Circ Heart Fail. 2025 Oct 31:e013496. doi: 10.1161/CIRCHEARTFAILURE.125.013496. Online ahead of print.
ABSTRACT
BACKGROUND: Patients with cardiovascular conditions like heart failure (HF) often exhibit significant heterogeneity of the risk of clinical events. In clinical trials, large risk heterogeneity can result in an underestimation of treatment effects derived from Cox proportional hazards models. This occurs due to selection bias when estimating the hazard ratio, stemming from a disproportionate reduction of event-free patients in the control group compared with an effective active group over time, ultimately reducing the statistical power. Therefore, it is important to explore alternative analysis methods for outcome trials that are robust with respect to risk heterogeneity.
METHODS: We used clinical data from 2 dapagliflozin HF trials-DAPA-HF (Dapagliflozin in Patients with Heart Failure and Reduced Ejection Fraction) and DELIVER (Dapagliflozin in Heart Failure with Mildly Reduced or Preserved Ejection Fraction) to characterize the extent of risk heterogeneity and nonproportionality of hazards in HF. We then evaluated a candidate method for estimating treatment effects in HF outcome trials, namely the survival proportional odds model, and compared this to traditional Cox regression in a simulation study.

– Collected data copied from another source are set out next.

//! Configuration validation rules.
//!
//! This module provides validation logic for `AppConfig` values
//! after they have been loaded from environment, files, or defaults.

use crate::config::AppConfig;
use thiserror::Error;

/// Configuration validation errors.
#[derive(Debug, Error)]
pub enum ConfigError {
    #[error("failed to load configuration: {0}")]
    LoadFailed(String),

    #[error("invalid configuration: {field} - {reason}")]
    Invalid { field: String, reason: String },

    #[error("missing required configuration: {field} ({hint})")]
    Missing { field: String, hint: String },
}

impl AppConfig {
    /// Validate configuration values after loading.
    ///
    /// # Errors
    ///
    /// Returns `ConfigError::Invalid` if:
    /// - `backend_url` is empty or not an http(s) URL
    /// - `timeout_ms` is less than 100ms or exceeds 5 minutes
    /// - `user_agent` is empty
    pub fn validate(&self) -> Result<(), ConfigError> {
        if self.backend_url.is_empty() {
            return Err(ConfigError::Missing {
                field: "backend_url".into(),
                hint: "Set SPOTLIGHT_BACKEND_URL environment variable".into(),
            });
        }
        if !self.backend_url.starts_with("http://") && !self.backend_url.starts_with("https://") {
            return Err(ConfigError::Invalid {
                field: "backend_url".into(),
                reason: "must be an http:// or https:// URL".into(),
            });
        }

        if self.timeout_ms < 100 {
            return Err(ConfigError::Invalid { field: "timeout_ms".into(), reason: "must be at least 100ms".into() });
        }
        if self.timeout_ms > 300_000 {
            return Err(ConfigError::Invalid {
                field: "timeout_ms".into(),
                reason: "must not exceed 5 minutes (300000ms)".into(),
            });
        }

        if self.user_agent.is_empty() {
            return Err(ConfigError::Invalid { field: "user_agent".into(), reason: "must not be empty".into() });
        }

        Ok(())
    }
}
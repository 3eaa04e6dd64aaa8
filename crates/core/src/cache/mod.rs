//! SQLite-backed cache for answer lookups.
//!
//! This module provides a persistent, query-keyed cache using SQLite
//! with async access via tokio-rusqlite. It supports:
//!
//! - One row per sanitized query string (the primary key)
//! - Automatic schema migrations
//! - WAL mode for concurrent access
//! - Whole-table invalidation during sync

pub mod answers;
pub mod connection;
pub mod migrations;

pub use crate::Error;

pub use answers::CachedAnswer;
pub use connection::CacheDb;
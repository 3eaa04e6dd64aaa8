//! Core types and shared functionality for spotlight.
//!
//! This crate provides:
//! - Local answer cache with SQLite backend
//! - Unified error types
//! - Configuration structures

pub mod cache;
pub mod config;
pub mod error;

pub use cache::{CacheDb, CachedAnswer};
pub use config::AppConfig;
pub use error::Error;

RESULTS: In the dapagliflozin trials, nonproportional hazards were a larger issue in the HFpEF population of the DELIVER trial compared with the more homogeneous heart failure with reduced ejection fraction population of the DAPA-HF trial. In simulations of populations with varying degrees of heterogeneity, the survival proportional odds model was more robust to heterogeneity and demonstrated higher power compared with traditional Cox regression in high heterogeneity populations, while performing similarly or slightly worse in more or less heterogeneous populations. Reanalyses of the dapagliflozin trials confirmed these findings, with the survival proportional odds model providing consistently higher power in the DELIVER trial and similar power in the DAPA-HF trial.
CONCLUSIONS: In HF trials, the survival proportional odds model is a viable and more robust alternative for analyzing time to event outcomes, also providing an intuitive interpretation of the treatment effect directly linked to survival probability: improved odds of being event-free in the active group compared with the control group.